YOUR ASSIGNMENT → As soon as the line containing "which only happens" appears, copy it and every following line word for word until the records end.

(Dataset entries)
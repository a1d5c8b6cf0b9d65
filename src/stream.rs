//! Block buffers.
//!
//! A [`Stream`] is one audio-rate channel of samples: a fixed-length block of
//! `f32` owned by the node that produces it and rewritten in place once per
//! tick. Consumers never hold a reference across ticks; they read the current
//! block through the graph's input accessor while the producer is guaranteed
//! to have finished writing it.

/// One audio-rate channel of samples for a single block.
#[derive(Debug, Clone)]
pub struct Stream {
    samples: Vec<f32>,
}

impl Stream {
    /// A silent block of `block_size` samples.
    pub fn new(block_size: usize) -> Self {
        Self {
            samples: vec![0.0; block_size],
        }
    }

    pub fn len(&self) -> usize {
        self.samples.len()
    }

    pub fn is_empty(&self) -> bool {
        self.samples.is_empty()
    }

    pub fn samples(&self) -> &[f32] {
        &self.samples
    }

    pub fn samples_mut(&mut self) -> &mut [f32] {
        &mut self.samples
    }

    /// Reset the block to silence.
    pub fn clear(&mut self) {
        self.samples.fill(0.0);
    }

    /// Add another block into this one, sample by sample.
    ///
    /// The shorter length wins when the blocks disagree, which only happens
    /// if callers mix streams from servers with different block sizes.
    pub fn accumulate(&mut self, other: &[f32]) {
        for (dst, src) in self.samples.iter_mut().zip(other) {
            *dst += src;
        }
    }
}

#[cfg(test)]
mod tests {
    use super::*;

    #[test]
    fn new_stream_is_silent() {
        let s = Stream::new(64);
        assert_eq!(s.len(), 64);
        assert!(s.samples().iter().all(|&x| x == 0.0));
    }

    #[test]
    fn accumulate_sums_elementwise() {
        let mut a = Stream::new(4);
        a.samples_mut().copy_from_slice(&[1.0, 2.0, 3.0, 4.0]);
        a.accumulate(&[0.5, 0.5, 0.5, 0.5]);
        assert_eq!(a.samples(), &[1.5, 2.5, 3.5, 4.5]);
    }

    #[test]
    fn clear_resets_to_silence() {
        let mut s = Stream::new(8);
        s.samples_mut().fill(0.7);
        s.clear();
        assert!(s.samples().iter().all(|&x| x == 0.0));
    }
}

SOLVED EXERCISE →
    /// The shorter length wins when the blocks disagree, which only happens
    /// if callers mix streams from servers with different block sizes.
    pub fn accumulate(&mut self, other: &[f32]) {
        for (dst, src) in self.samples.iter_mut().zip(other) {
            *dst += src;
        }
    }
}

#[cfg(test)]
mod tests {
    use super::*;

    #[test]
    fn new_stream_is_silent() {
        let s = Stream::new(64);
        assert_eq!(s.len(), 64);
        assert!(s.samples().iter().all(|&x| x == 0.0));
    }

    #[test]
    fn accumulate_sums_elementwise() {
        let mut a = Stream::new(4);
        a.samples_mut().copy_from_slice(&[1.0, 2.0, 3.0, 4.0]);
        a.accumulate(&[0.5, 0.5, 0.5, 0.5]);
        assert_eq!(a.samples(), &[1.5, 2.5, 3.5, 4.5]);
    }

    #[test]
    fn clear_resets_to_silence() {
        let mut s = Stream::new(8);
        s.samples_mut().fill(0.7);
        s.clear();
        assert!(s.samples().iter().all(|&x| x == 0.0));
    }
}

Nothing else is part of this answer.